//! Descriptor serialization and change-only persistence.
//!
//! Rewriting an unchanged descriptor would bump its timestamp and trigger
//! needless rebuilds downstream, so [`write_if_differs`] compares bytes
//! first and leaves identical files alone.

use std::fs::File;
use std::io::{ErrorKind, Read, Write};
use std::path::Path;

use appc_core::{Atom, Descriptor, PropertySet};
use serde::Serialize;

use crate::error::{AppError, AppResult};
use crate::runtime::RuntimeEnv;

/// What [`write_if_differs`] did.
#[derive(Debug, Clone, Copy, PartialEq, Eq, Serialize)]
#[serde(rename_all = "snake_case")]
pub enum WriteOutcome {
    Written,
    Unchanged,
}

/// File contents for `{application, name, properties}.`
pub fn serialize(name: &Atom, properties: &PropertySet) -> String {
    Descriptor::new(name.clone(), properties.clone()).render()
}

/// Write `text` to `path` unless the file already holds exactly `text`.
///
/// Missing parent directories are created. On success the parent
/// directory is registered with `runtime`, whether or not bytes were
/// written.
pub fn write_if_differs(
    path: &Path,
    text: &str,
    runtime: &dyn RuntimeEnv,
) -> AppResult<WriteOutcome> {
    let outcome = if existing_contents(path)?.as_deref() == Some(text.as_bytes()) {
        tracing::debug!(file = %path.display(), "descriptor unchanged; not writing");
        WriteOutcome::Unchanged
    } else {
        if let Some(parent) = path.parent().filter(|p| !p.as_os_str().is_empty()) {
            std::fs::create_dir_all(parent).map_err(|e| AppError::write(parent, e))?;
        }
        let mut file = File::create(path).map_err(|e| AppError::write(path, e))?;
        file.write_all(text.as_bytes())
            .map_err(|e| AppError::write(path, e))?;
        tracing::info!(file = %path.display(), bytes = text.len(), "wrote descriptor");
        WriteOutcome::Written
    };

    let dir = path.parent().unwrap_or(Path::new("."));
    runtime.add_code_path(dir);
    Ok(outcome)
}

fn existing_contents(path: &Path) -> AppResult<Option<Vec<u8>>> {
    let mut file = match File::open(path) {
        Ok(file) => file,
        Err(e) if e.kind() == ErrorKind::NotFound => return Ok(None),
        Err(e) => return Err(AppError::write(path, e)),
    };
    let mut bytes = Vec::new();
    file.read_to_end(&mut bytes)
        .map_err(|e| AppError::write(path, e))?;
    Ok(Some(bytes))
}
//! # Validate Subcommand
//!
//! Checks existing descriptors without rendering: the declared name must
//! match the filename and, unless disabled, the modules must be compliant.

use std::path::PathBuf;

use anyhow::Result;
use clap::Args;

use appc_compiler::{AppInfo, BuildState, Compiler};

/// Arguments for the `appc validate` subcommand.
#[derive(Args, Debug)]
pub struct ValidateArgs {
    /// Application directories. Defaults to the current directory.
    #[arg(value_name = "APP_DIR")]
    pub dirs: Vec<PathBuf>,
}

/// Execute the validate subcommand.
///
/// Returns exit code: 0 when every descriptor is valid, 1 otherwise.
pub fn run_validate(args: &ValidateArgs, state: &BuildState, compiler: &Compiler) -> Result<u8> {
    let mut had_failures = false;

    for dir in crate::app_dirs(&args.dirs) {
        let result = AppInfo::discover(&dir).and_then(|app| compiler.validate(state, app));
        match result {
            Ok(app) => {
                let vsn = app.vsn().unwrap_or("-");
                println!("OK: {} ({vsn})", app.descriptor().display());
            }
            Err(e) => {
                tracing::error!(dir = %dir.display(), "{e}");
                println!("FAIL: {}: {e}", dir.display());
                had_failures = true;
            }
        }
    }

    Ok(if had_failures { 1 } else { 0 })
}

= = =

Your goal> Your reply is to repeat, unchanged, the lines above running from the one with "let outcome = if" up to and including the one with "declared name must".

Task solution>
    let outcome = if existing_contents(path)?.as_deref() == Some(text.as_bytes()) {
        tracing::debug!(file = %path.display(), "descriptor unchanged; not writing");
        WriteOutcome::Unchanged
    } else {
        if let Some(parent) = path.parent().filter(|p| !p.as_os_str().is_empty()) {
            std::fs::create_dir_all(parent).map_err(|e| AppError::write(parent, e))?;
        }
        let mut file = File::create(path).map_err(|e| AppError::write(path, e))?;
        file.write_all(text.as_bytes())
            .map_err(|e| AppError::write(path, e))?;
        tracing::info!(file = %path.display(), bytes = text.len(), "wrote descriptor");
        WriteOutcome::Written
    };

    let dir = path.parent().unwrap_or(Path::new("."));
    runtime.add_code_path(dir);
    Ok(outcome)
}

fn existing_contents(path: &Path) -> AppResult<Option<Vec<u8>>> {
    let mut file = match File::open(path) {
        Ok(file) => file,
        Err(e) if e.kind() == ErrorKind::NotFound => return Ok(None),
        Err(e) => return Err(AppError::write(path, e)),
    };
    let mut bytes = Vec::new();
    file.read_to_end(&mut bytes)
        .map_err(|e| AppError::write(path, e))?;
    Ok(Some(bytes))
}
//! # Validate Subcommand
//!
//! Checks existing descriptors without rendering: the declared name must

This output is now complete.